Where Things Fall Apart: Primitives

This is the second installment in a series on cryptographic engineering.  See here for the Introduction.

In the previous post I argued that cryptographic systems often fail, at least in part because there are so many places for them to go wrong.  Over the next several of posts I’m going to give a few examples.  This section is intended as an overview rather than a deep examination of the issues.

Primitives: Making a call

The fundamental unit of any cryptographic system is the cryptographic primitive — codes, ciphers, digital signing algorithms. Traditionally, attacking a cryptographic system meant attacking the primitive itself. History is littered with broken primitives, including many that were believed to be “unbreakable” until, well, they weren’t.
This isn’t purely a history lesson. Many of these broken primitives are still with us today. To find one, all you need to do is take our your cellphone. The most common cellular technology in use today is GSM (Global System for Mobile), which was developed by a consortium of European telecoms, equipment manufacturers and national governments in the 1980s.
In a move that was very advanced for the time, the GSM designers included a built-in cipher called “A5”, which was designed to protect the confidentiality of calls transmitted between a phone and the cell tower. Call encryption represented a huge improvement over the prevailing analog cellphone technology of the day, which provided essentially no privacy for voice calls (with sometimes embarrassing results).
The A5/1 cipher (courtesy Wikipedia). 

Ross Anderson describes the selection process for A5/1 in his excellent book. By his account, European governments were divided into two factions: those that wanted to strongly protect call confidentiality (mostly those states bordering the Warsaw pact) and other states, such as France, who wanted to simplify government eavesdropping. The weak cipher faction won the day. Worse, they created an even weaker variant (A5/2) for export purposes.
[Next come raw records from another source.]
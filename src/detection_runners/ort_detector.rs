mod ort_engine;
mod ort_inference;
pub mod dyn_conf;
pub mod image_ops;
pub mod input_wrapper;
pub mod nms;

pub use ort_engine::*;
pub use ort_inference::*;
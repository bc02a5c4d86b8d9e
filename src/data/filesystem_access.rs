//! Well-known directories the service looks in for model files.

use std::path::PathBuf;

const APP_DIR: &str = "headcount";

#[derive(Debug, Clone, Copy)]
pub enum FsAccess {
    Cache,
    Current,
}

impl FsAccess {
    /// Base directory for this kind, e.g. `~/.cache` on Linux.
    pub fn raw_path(&self) -> anyhow::Result<PathBuf> {
        let base_path = match self {
            FsAccess::Cache => dirs::cache_dir(),
            FsAccess::Current => std::env::current_dir().ok(),
        };

        base_path.ok_or_else(|| {
            anyhow::anyhow!("Unsupported operating system. Supported OS: Linux, MacOS, Windows.")
        })
    }

    /// `<base>/headcount`, e.g. `~/.cache/headcount`. Not created on disk.
    pub fn path(&self) -> anyhow::Result<PathBuf> {
        let mut path = self.raw_path()?;
        if !matches!(self, FsAccess::Current) {
            path.push(APP_DIR);
        }
        Ok(path)
    }

    /// `<base>/headcount/<file>`, falling back to `./<file>` when the base
    /// directory cannot be resolved.
    pub fn file_or_local(&self, file: &str) -> PathBuf {
        match self.path() {
            Ok(dir) => dir.join(file),
            Err(_) => PathBuf::from(file),
        }
    }
}

#[cfg(test)]
mod tests {
    use super::*;

    #[test]
    fn current_dir_has_no_app_subdir() {
        let cwd = std::env::current_dir().unwrap();
        assert_eq!(FsAccess::Current.path().unwrap(), cwd);
        assert_eq!(FsAccess::Current.file_or_local("m.onnx"), cwd.join("m.onnx"));
    }
}
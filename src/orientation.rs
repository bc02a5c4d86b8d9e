//! Picks the 90° rotation of an image in which the model finds the most people.

use std::borrow::Cow;
use image::{imageops, RgbImage};
use rayon::prelude::*;
use crate::detection_processing::count_people;
use crate::detectors::Detector;
use crate::error::DetectError;

#[derive(Debug, Clone, Copy, PartialEq, Eq, Hash)]
pub enum Orientation {
    Original,
    /// 90° clockwise.
    Clockwise,
    /// 90° counter-clockwise.
    CounterClockwise,
}

impl Orientation {
    /// Probe order. On equal counts the earlier entry wins.
    pub const EVALUATION_ORDER: [Orientation; 3] = [
        Orientation::Original,
        Orientation::Clockwise,
        Orientation::CounterClockwise,
    ];

    /// Borrowing rotation; `Original` costs nothing.
    pub fn rotated<'a>(&self, image: &'a RgbImage) -> Cow<'a, RgbImage> {
        match self {
            Orientation::Original => Cow::Borrowed(image),
            Orientation::Clockwise => Cow::Owned(imageops::rotate90(image)),
            Orientation::CounterClockwise => Cow::Owned(imageops::rotate270(image)),
        }
    }

    /// Owning rotation; `Original` hands the buffer back untouched.
    pub fn apply(&self, image: RgbImage) -> RgbImage {
        match self {
            Orientation::Original => image,
            _ => self.rotated(&image).into_owned(),
        }
    }

    /// The rotation that undoes this one.
    pub fn inverse(&self) -> Orientation {
        match self {
            Orientation::Original => Orientation::Original,
            Orientation::Clockwise => Orientation::CounterClockwise,
            Orientation::CounterClockwise => Orientation::Clockwise,
        }
    }
}

#[derive(Debug, Clone, Copy, PartialEq, Eq)]
pub struct OrientationCandidate {
    pub orientation: Orientation,
    pub person_count: usize,
}

/// Returns the candidate orientation with the highest person count.
///
/// Ties resolve to the first candidate in slice order, so with
/// [`Orientation::EVALUATION_ORDER`] the original orientation wins any tie
/// it is part of. An empty slice selects `Original`.
pub fn select_orientation(candidates: &[OrientationCandidate]) -> Orientation {
    let mut best: Option<&OrientationCandidate> = None;
    for candidate in candidates {
        match best {
            Some(b) if candidate.person_count <= b.person_count => {}
            _ => best = Some(candidate),
        }
    }
    best.map(|c| c.orientation).unwrap_or(Orientation::Original)
}

/// Counts people in each of the three orientations.
///
/// The probes run on the rayon pool; the result keeps evaluation order.
pub fn probe_orientations(
    detector: &dyn Detector,
    image: &RgbImage,
) -> Result<Vec<OrientationCandidate>, DetectError> {
    Orientation::EVALUATION_ORDER
        .par_iter()
        .map(|&orientation| -> Result<OrientationCandidate, DetectError> {
            let rotated = orientation.rotated(image);
            let person_count = count_people(detector, &rotated)?;
            Ok(OrientationCandidate {
                orientation,
                person_count,
            })
        })
        .collect()
}

/// Returns `image` turned to the orientation with the most person
/// detections.
pub fn correct_orientation(detector: &dyn Detector, image: RgbImage) -> Result<RgbImage, DetectError> {
    let candidates = probe_orientations(detector, &image)?;
    let orientation = select_orientation(&candidates);

    log::debug!(
        "Orientation probes: {:?} -> {:?}",
        candidates
            .iter()
            .map(|c| (c.orientation, c.person_count))
            .collect::<Vec<_>>(),
        orientation
    );

    Ok(orientation.apply(image))
}

#[cfg(test)]
mod tests {
    use super::*;

    fn candidates(counts: [usize; 3]) -> Vec<OrientationCandidate> {
        Orientation::EVALUATION_ORDER
            .iter()
            .zip(counts)
            .map(|(&orientation, person_count)| OrientationCandidate { orientation, person_count })
            .collect()
    }

    #[test]
    fn strict_maximum_wins() {
        assert_eq!(select_orientation(&candidates([1, 4, 2])), Orientation::Clockwise);
        assert_eq!(select_orientation(&candidates([1, 2, 4])), Orientation::CounterClockwise);
        assert_eq!(select_orientation(&candidates([5, 2, 4])), Orientation::Original);
    }

    #[test]
    fn ties_keep_evaluation_order() {
        assert_eq!(select_orientation(&candidates([0, 0, 0])), Orientation::Original);
        assert_eq!(select_orientation(&candidates([3, 3, 1])), Orientation::Original);
        assert_eq!(select_orientation(&candidates([1, 3, 3])), Orientation::Clockwise);
        assert_eq!(select_orientation(&[]), Orientation::Original);
    }

    #[test]
    fn inverse_undoes_rotation() {
        let image = RgbImage::from_fn(3, 2, |x, y| image::Rgb([x as u8, y as u8, 7]));
        for orientation in Orientation::EVALUATION_ORDER {
            let turned = orientation.apply(image.clone());
            assert_eq!(orientation.inverse().apply(turned), image);
        }
    }
}
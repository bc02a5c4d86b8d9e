mod utils;
pub mod common;
pub mod config;
pub mod data;
pub mod detection_processing;
pub mod detection_runners;
pub mod detectors;
pub mod error;
pub mod fetch;
pub mod logging;
pub mod orientation;
pub mod pipeline;
pub mod server;

use std::time::Instant;
use image::RgbImage;
use crate::common::ModelConfig;
use crate::detectors::OrtDetector;
use crate::pipeline::PersonCounter;

pub use crate::detectors::Detector;
pub use crate::error::{CountError, DetectError};
pub use crate::orientation::Orientation;

pub type Result<T, E = anyhow::Error> = std::result::Result<T, E>;

/// Loads the ONNX model once; the returned detector is shared by every
/// request for the life of the process.
pub fn init_detector(model_details: &ModelConfig) -> Result<OrtDetector> {
    log::info!("Initializing detector\n{}", model_details.summary());
    let now = Instant::now();
    let detector = OrtDetector::init(model_details)?;
    log::info!("Detector ready in {:.2?}", now.elapsed());
    Ok(detector)
}

/// Orientation correction and counting for an image already in memory.
pub fn run_detection(counter: &PersonCounter, image: RgbImage) -> Result<usize> {
    let now = Instant::now();
    let count = counter.count_image(image)?;
    log::debug!("Processing time: {:.2?}", now.elapsed());
    Ok(count)
}
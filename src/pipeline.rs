//! One request's lifecycle: fetch, decode, correct orientation, count.

use std::sync::Arc;
use image::RgbImage;
use serde::{Serialize, Serializer};
use crate::detection_processing::count_people;
use crate::detectors::Detector;
use crate::error::{CountError, CountResult, DetectError};
use crate::fetch::{decode_image, ImageFetcher};
use crate::orientation::correct_orientation;

/// Shared, request-independent state: the model and the HTTP client.
pub struct PersonCounter {
    detector: Arc<dyn Detector>,
    fetcher: ImageFetcher,
}

impl PersonCounter {
    pub fn new(detector: Arc<dyn Detector>, fetcher: ImageFetcher) -> Self {
        Self { detector, fetcher }
    }

    pub fn detector(&self) -> &dyn Detector {
        self.detector.as_ref()
    }

    /// Corrects the orientation of a decoded image, then counts the people
    /// in it. Four detector calls in total.
    pub fn count_image(&self, image: RgbImage) -> Result<usize, DetectError> {
        let corrected = correct_orientation(self.detector(), image)?;
        count_people(self.detector(), &corrected)
    }

    /// Full pipeline for one URL. Blocking.
    pub fn count_from_url(&self, image_url: &str) -> CountResult<usize> {
        let bytes = self.fetcher.fetch(image_url)?;
        let image = decode_image(&bytes)?;
        log::debug!("Decoded {}x{} image from {}", image.width(), image.height(), image_url);
        Ok(self.count_image(image)?)
    }
}

/// Value of the `count` field: a number, or the literal `"Error"`.
#[derive(Debug, Clone, Copy, PartialEq, Eq)]
pub enum PersonCount {
    Count(usize),
    Error,
}

impl Serialize for PersonCount {
    fn serialize<S>(&self, serializer: S) -> Result<S::Ok, S::Error>
    where
        S: Serializer,
    {
        match self {
            PersonCount::Count(n) => serializer.serialize_u64(*n as u64),
            PersonCount::Error => serializer.serialize_str("Error"),
        }
    }
}

/// Body of `GET /detect/`.
#[derive(Debug, Clone, PartialEq, Serialize)]
pub struct DetectResponse {
    pub image_url: String,
    pub count: PersonCount,
}

impl DetectResponse {
    pub fn new(image_url: impl Into<String>, result: &Result<usize, CountError>) -> Self {
        let count = match result {
            Ok(n) => PersonCount::Count(*n),
            Err(_) => PersonCount::Error,
        };
        Self {
            image_url: image_url.into(),
            count,
        }
    }
}

#[cfg(test)]
mod tests {
    use super::*;
    use crate::error::FetchError;

    #[test]
    fn serializes_count_or_error_marker() {
        let ok = DetectResponse::new("http://a/b.jpg", &Ok(3));
        assert_eq!(
            serde_json::to_string(&ok).unwrap(),
            r#"{"image_url":"http://a/b.jpg","count":3}"#
        );

        let failed = DetectResponse::new("http://a/b.jpg", &Err(CountError::Fetch(FetchError::Status(404))));
        assert_eq!(
            serde_json::to_string(&failed).unwrap(),
            r#"{"image_url":"http://a/b.jpg","count":"Error"}"#
        );
    }
}
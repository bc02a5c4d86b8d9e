use std::time::Duration;

/// Accumulated per-stage timings of the ORT engine.
#[derive(Debug, Default)]
pub struct TimeCalc {
    n: usize,
    duration: Vec<Duration>,
}

impl TimeCalc {
    pub fn total(&self) -> Duration {
        self.duration.iter().sum::<Duration>()
    }

    /// Number of completed runs.
    pub fn n(&self) -> usize {
        if self.duration.is_empty() {
            return 0;
        }
        self.n / self.duration.len()
    }

    pub fn avg(&self) -> Duration {
        match self.n() {
            0 => Duration::ZERO,
            n => self.total() / n as u32,
        }
    }

    pub fn avg_i(&self, i: usize) -> Duration {
        match (self.duration.get(i), self.n()) {
            (Some(d), n) if n > 0 => *d / n as u32,
            _ => Duration::ZERO,
        }
    }

    pub fn add_or_push(&mut self, i: usize, x: Duration) {
        match self.duration.get_mut(i) {
            Some(elem) => *elem += x,
            None => self.duration.push(x),
        }
        self.n += 1;
    }

    pub fn clear(&mut self) {
        self.n = Default::default();
        self.duration = Default::default();
    }
}

#[cfg(test)]
mod tests {
    use super::*;

    #[test]
    fn averages_per_stage() {
        let mut t = TimeCalc::default();
        assert_eq!(t.avg(), Duration::ZERO);

        for _ in 0..2 {
            t.add_or_push(0, Duration::from_millis(2));
            t.add_or_push(1, Duration::from_millis(10));
        }
        assert_eq!(t.n(), 2);
        assert_eq!(t.avg_i(0), Duration::from_millis(2));
        assert_eq!(t.avg_i(1), Duration::from_millis(10));
        assert_eq!(t.avg(), Duration::from_millis(12));

        t.clear();
        assert_eq!(t.n(), 0);
    }
}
One of the notable aspects of A5/1 is its simplicity. It was clearly designed with efficiency in mind, particularly efficiency in hardware. As with many hardware-optimized ciphers, it consists of several interlinked Linear Feedback Shift Registers (LFSRs). While it may be possible to build a secure cipher using this technique, LFSR-based ciphers seem to be overrepresented in the ranks of broken ciphers. Unfortunately A5/1 is no exception.

For a number of years there were no public attacks against A5/1, but that’s mostly because nobody knew how it worked. The cipher design was a well-guarded secret. This changed in the mid-1990s when the full cipher was published after having being reverse-engineered from a GSM phone.

By 1997 the first attacks had been published in the research literature, and over the next decade these attacks were gradually refined. By 2006 the weakened A5/2 cipher was essentially broken, and academic attacks on A5/1 had reached a level of practicality that put them within reach of even private groups. Finally, in 2009, security researchers published and began distributing via BitTorrent a series of pre-computed tables that allow for the complete decryption of a recorded, A5/1 encrypted phone call in just a few minutes.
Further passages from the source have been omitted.